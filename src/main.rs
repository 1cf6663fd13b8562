//! Server entry point.
//!
//! Wires configuration, logging, shared state, and the recognition engine
//! into an actix-web server, then runs it until a shutdown signal arrives.

use actix_cors::Cors;
use actix_web::{web, App, HttpServer};
use anyhow::Result;
use live_translate_backend::config::AppConfig;
use live_translate_backend::engine::azure::AzureSpeechEngine;
use live_translate_backend::engine::RecognitionEngine;
use live_translate_backend::state::AppState;
use live_translate_backend::{handlers, health, middleware, websocket};
use std::sync::atomic::{AtomicBool, Ordering};
use std::sync::Arc;
use tracing::{error, info, warn};
use tracing_actix_web::TracingLogger;
use tracing_subscriber::{layer::SubscriberExt, util::SubscriberInitExt};

/// Set by the signal task; polled by the shutdown waiter.
static SHUTDOWN_SIGNAL: AtomicBool = AtomicBool::new(false);

#[actix_web::main]
async fn main() -> Result<()> {
    dotenv::dotenv().ok();
    init_tracing()?;

    let config = AppConfig::load()?;
    config.validate()?;

    info!(
        "Starting live-translate-backend v{}",
        env!("CARGO_PKG_VERSION")
    );
    info!(
        "Configuration loaded: {}:{}",
        config.server.host, config.server.port
    );

    // One engine instance serves every connection; sessions open their own
    // provider streams through it.
    let engine: Arc<dyn RecognitionEngine> =
        Arc::new(AzureSpeechEngine::new(&config.speech, &config.audio));
    if !engine.is_configured() {
        warn!(
            "Speech credentials are not configured; sessions and uploads will \
             be rejected until AZURE_SPEECH_KEY and AZURE_SPEECH_REGION are set"
        );
    }
    let engine_data = web::Data::from(engine);

    let app_state = AppState::new(config.clone());
    let bind_addr = format!("{}:{}", config.server.host, config.server.port);

    setup_signal_handlers();

    info!("Starting HTTP server on {}", bind_addr);

    let server = HttpServer::new(move || {
        let cors = Cors::default()
            .allow_any_origin()
            .allow_any_method()
            .allow_any_header()
            .max_age(3600);

        App::new()
            .app_data(web::Data::new(app_state.clone()))
            .app_data(engine_data.clone())
            .wrap(cors)
            .wrap(TracingLogger::default())
            .wrap(middleware::EndpointMetrics)
            .wrap(middleware::RequestTrace)
            .route("/ws", web::get().to(websocket::translate_websocket))
            .route("/health", web::get().to(health::health_check))
            .route("/transcribe", web::post().to(handlers::transcribe_upload))
            .service(
                web::scope("/api/v1")
                    .route("/health", web::get().to(health::health_check))
                    .route("/metrics", web::get().to(health::detailed_metrics))
                    .route("/config", web::get().to(handlers::get_config))
                    .route("/config", web::put().to(handlers::update_config)),
            )
    })
    .bind(&bind_addr)?
    .run();

    let server_handle = server.handle();
    let server_task = tokio::spawn(server);

    tokio::select! {
        result = server_task => {
            match result {
                Ok(server_result) => {
                    if let Err(e) = server_result {
                        error!("Server error: {}", e);
                    }
                }
                Err(e) => {
                    error!("Server task error: {}", e);
                }
            }
        }
        _ = wait_for_shutdown() => {
            info!("Shutdown signal received, stopping server...");
            server_handle.stop(true).await;
        }
    }

    info!("Server stopped gracefully");
    Ok(())
}

fn init_tracing() -> Result<()> {
    tracing_subscriber::registry()
        .with(
            tracing_subscriber::EnvFilter::try_from_default_env()
                .unwrap_or_else(|_| "live_translate_backend=debug,actix_web=info".into()),
        )
        .with(tracing_subscriber::fmt::layer())
        .init();

    Ok(())
}

fn setup_signal_handlers() {
    tokio::spawn(async {
        let mut sigterm = tokio::signal::unix::signal(tokio::signal::unix::SignalKind::terminate())
            .expect("Failed to install SIGTERM handler");
        let mut sigint = tokio::signal::unix::signal(tokio::signal::unix::SignalKind::interrupt())
            .expect("Failed to install SIGINT handler");

        tokio::select! {
            _ = sigterm.recv() => {
                info!("Received SIGTERM");
            }
            _ = sigint.recv() => {
                info!("Received SIGINT");
            }
        }

        SHUTDOWN_SIGNAL.store(true, Ordering::SeqCst);
    });
}

async fn wait_for_shutdown() {
    while !SHUTDOWN_SIGNAL.load(Ordering::SeqCst) {
        tokio::time::sleep(tokio::time::Duration::from_millis(100)).await;
    }
}
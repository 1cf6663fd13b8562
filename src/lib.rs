//! # Live Translate Backend
//!
//! Relay server between microphone capture clients and a cloud speech
//! recognition service. A client holds one WebSocket connection per
//! recording, streams raw PCM over it, and receives transcription events
//! back on the same socket. A small REST surface provides a degraded-mode
//! transcription endpoint for clients that cannot keep a streaming
//! connection open, plus health, metrics, and runtime configuration.
//!
//! ## Module layout
//! - **protocol**: JSON wire messages exchanged with capture clients
//! - **websocket**: one actor per connection; frames in, events out
//! - **session**: per-connection state machine driving the engine binding
//! - **engine**: speech provider seam plus the Azure implementation
//! - **languages**: client language codes to service locale resolution
//! - **client**: capture-side protocol client and ordered transport fallback
//! - **handlers / health / middleware**: REST surface and request plumbing

pub mod client;
pub mod config;
pub mod engine;
pub mod error;
pub mod handlers;
pub mod health;
pub mod languages;
pub mod middleware;
pub mod protocol;
pub mod session;
pub mod state;
pub mod websocket;
/// Sends queued audio frames until the stream closes.
async fn run_writer(
    mut writer: SplitSink<WsStream, Message>,
    mut commands: mpsc::UnboundedReceiver<StreamCommand>,
    request_id: String,
) {
    while let Some(command) = commands.recv().await {
        match command {
            StreamCommand::Audio(chunk) => {
                let frame = match audio_frame(&request_id, &chunk) {
                    Ok(frame) => frame,
                    Err(e) => {
                        warn!(request_id = %request_id, error = %e, "Failed to build audio frame");
                        break;
                    }
                };
                if let Err(e) = writer.send(Message::Binary(frame)).await {
                    debug!(request_id = %request_id, error = %e, "Audio write failed; stopping writer");
                    break;
                }
            }
            StreamCommand::Close => break,
        }
    }

    // End-of-audio marker, then a protocol close. Failures here mean the
    // socket is already gone, which the reader task reports.
    if let Ok(frame) = audio_frame(&request_id, &[]) {
        let _ = writer.send(Message::Binary(frame)).await;
    }
    let _ = writer.send(Message::Close(None)).await;
}
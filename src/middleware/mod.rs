pub mod logging;
pub mod metrics;

pub use logging::RequestTrace;
pub use metrics::EndpointMetrics;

EXERCISE >> Restate every line of the data above exactly as it was written.

SOLUTION TO THIS PROBLEM >>
filename src/main.rs
repository 1cf6663fd13b8562
//! Server entry point.
//!
//! Wires configuration, logging, shared state, and the recognition engine
//! into an actix-web server, then runs it until a shutdown signal arrives.

use actix_cors::Cors;
use actix_web::{web, App, HttpServer};
use anyhow::Result;
use live_translate_backend::config::AppConfig;
use live_translate_backend::engine::azure::AzureSpeechEngine;
use live_translate_backend::engine::RecognitionEngine;
use live_translate_backend::state::AppState;
use live_translate_backend::{handlers, health, middleware, websocket};
use std::sync::atomic::{AtomicBool, Ordering};
use std::sync::Arc;
use tracing::{error, info, warn};
use tracing_actix_web::TracingLogger;
use tracing_subscriber::{layer::SubscriberExt, util::SubscriberInitExt};

/// Set by the signal task; polled by the shutdown waiter.
static SHUTDOWN_SIGNAL: AtomicBool = AtomicBool::new(false);

#[actix_web::main]
async fn main() -> Result<()> {
    dotenv::dotenv().ok();
    init_tracing()?;

    let config = AppConfig::load()?;
    config.validate()?;

    info!(
        "Starting live-translate-backend v{}",
        env!("CARGO_PKG_VERSION")
    );
    info!(
        "Configuration loaded: {}:{}",
        config.server.host, config.server.port
    );

    // One engine instance serves every connection; sessions open their own
    // provider streams through it.
    let engine: Arc<dyn RecognitionEngine> =
        Arc::new(AzureSpeechEngine::new(&config.speech, &config.audio));
    if !engine.is_configured() {
        warn!(
            "Speech credentials are not configured; sessions and uploads will \
             be rejected until AZURE_SPEECH_KEY and AZURE_SPEECH_REGION are set"
        );
    }
    let engine_data = web::Data::from(engine);

    let app_state = AppState::new(config.clone());
    let bind_addr = format!("{}:{}", config.server.host, config.server.port);

    setup_signal_handlers();

    info!("Starting HTTP server on {}", bind_addr);

    let server = HttpServer::new(move || {
        let cors = Cors::default()
            .allow_any_origin()
            .allow_any_method()
            .allow_any_header()
            .max_age(3600);

        App::new()
            .app_data(web::Data::new(app_state.clone()))
            .app_data(engine_data.clone())
            .wrap(cors)
            .wrap(TracingLogger::default())
            .wrap(middleware::EndpointMetrics)
            .wrap(middleware::RequestTrace)
            .route("/ws", web::get().to(websocket::translate_websocket))
            .route("/health", web::get().to(health::health_check))
            .route("/transcribe", web::post().to(handlers::transcribe_upload))
            .service(
                web::scope("/api/v1")
                    .route("/health", web::get().to(health::health_check))
                    .route("/metrics", web::get().to(health::detailed_metrics))
                    .route("/config", web::get().to(handlers::get_config))
                    .route("/config", web::put().to(handlers::update_config)),
            )
    })
    .bind(&bind_addr)?
    .run();

    let server_handle = server.handle();
    let server_task = tokio::spawn(server);

    tokio::select! {
        result = server_task => {
            match result {
                Ok(server_result) => {
                    if let Err(e) = server_result {
                        error!("Server error: {}", e);
                    }
                }
                Err(e) => {
                    error!("Server task error: {}", e);
                }
            }
        }
        _ = wait_for_shutdown() => {
            info!("Shutdown signal received, stopping server...");
            server_handle.stop(true).await;
        }
    }

    info!("Server stopped gracefully");
    Ok(())
}

fn init_tracing() -> Result<()> {
    tracing_subscriber::registry()
        .with(
            tracing_subscriber::EnvFilter::try_from_default_env()
                .unwrap_or_else(|_| "live_translate_backend=debug,actix_web=info".into()),
        )
        .with(tracing_subscriber::fmt::layer())
        .init();

    Ok(())
}

fn setup_signal_handlers() {
    tokio::spawn(async {
        let mut sigterm = tokio::signal::unix::signal(tokio::signal::unix::SignalKind::terminate())
            .expect("Failed to install SIGTERM handler");
        let mut sigint = tokio::signal::unix::signal(tokio::signal::unix::SignalKind::interrupt())
            .expect("Failed to install SIGINT handler");

        tokio::select! {
            _ = sigterm.recv() => {
                info!("Received SIGTERM");
            }
            _ = sigint.recv() => {
                info!("Received SIGINT");
            }
        }

        SHUTDOWN_SIGNAL.store(true, Ordering::SeqCst);
    });
}

async fn wait_for_shutdown() {
    while !SHUTDOWN_SIGNAL.load(Ordering::SeqCst) {
        tokio::time::sleep(tokio::time::Duration::from_millis(100)).await;
    }
}
repository 1cf6663fd13b8562
filename src/lib.rs
//! # Live Translate Backend
//!
//! Relay server between microphone capture clients and a cloud speech
//! recognition service. A client holds one WebSocket connection per
//! recording, streams raw PCM over it, and receives transcription events
//! back on the same socket. A small REST surface provides a degraded-mode
//! transcription endpoint for clients that cannot keep a streaming
//! connection open, plus health, metrics, and runtime configuration.
//!
//! ## Module layout
//! - **protocol**: JSON wire messages exchanged with capture clients
//! - **websocket**: one actor per connection; frames in, events out
//! - **session**: per-connection state machine driving the engine binding
//! - **engine**: speech provider seam plus the Azure implementation
//! - **languages**: client language codes to service locale resolution
//! - **client**: capture-side protocol client and ordered transport fallback
//! - **handlers / health / middleware**: REST surface and request plumbing

pub mod client;
pub mod config;
pub mod engine;
pub mod error;
pub mod handlers;
pub mod health;
pub mod languages;
pub mod middleware;
pub mod protocol;
pub mod session;
pub mod state;
pub mod websocket;
/// Sends queued audio frames until the stream closes.
async fn run_writer(
    mut writer: SplitSink<WsStream, Message>,
    mut commands: mpsc::UnboundedReceiver<StreamCommand>,
    request_id: String,
) {
    while let Some(command) = commands.recv().await {
        match command {
            StreamCommand::Audio(chunk) => {
                let frame = match audio_frame(&request_id, &chunk) {
                    Ok(frame) => frame,
                    Err(e) => {
                        warn!(request_id = %request_id, error = %e, "Failed to build audio frame");
                        break;
                    }
                };
                if let Err(e) = writer.send(Message::Binary(frame)).await {
                    debug!(request_id = %request_id, error = %e, "Audio write failed; stopping writer");
                    break;
                }
            }
            StreamCommand::Close => break,
        }
    }

    // End-of-audio marker, then a protocol close. Failures here mean the
    // socket is already gone, which the reader task reports.
    if let Ok(frame) = audio_frame(&request_id, &[]) {
        let _ = writer.send(Message::Binary(frame)).await;
    }
    let _ = writer.send(Message::Close(None)).await;
}
filename src/middleware/mod.rs
pub mod logging;
pub mod metrics;

pub use logging::RequestTrace;
pub use metrics::EndpointMetrics;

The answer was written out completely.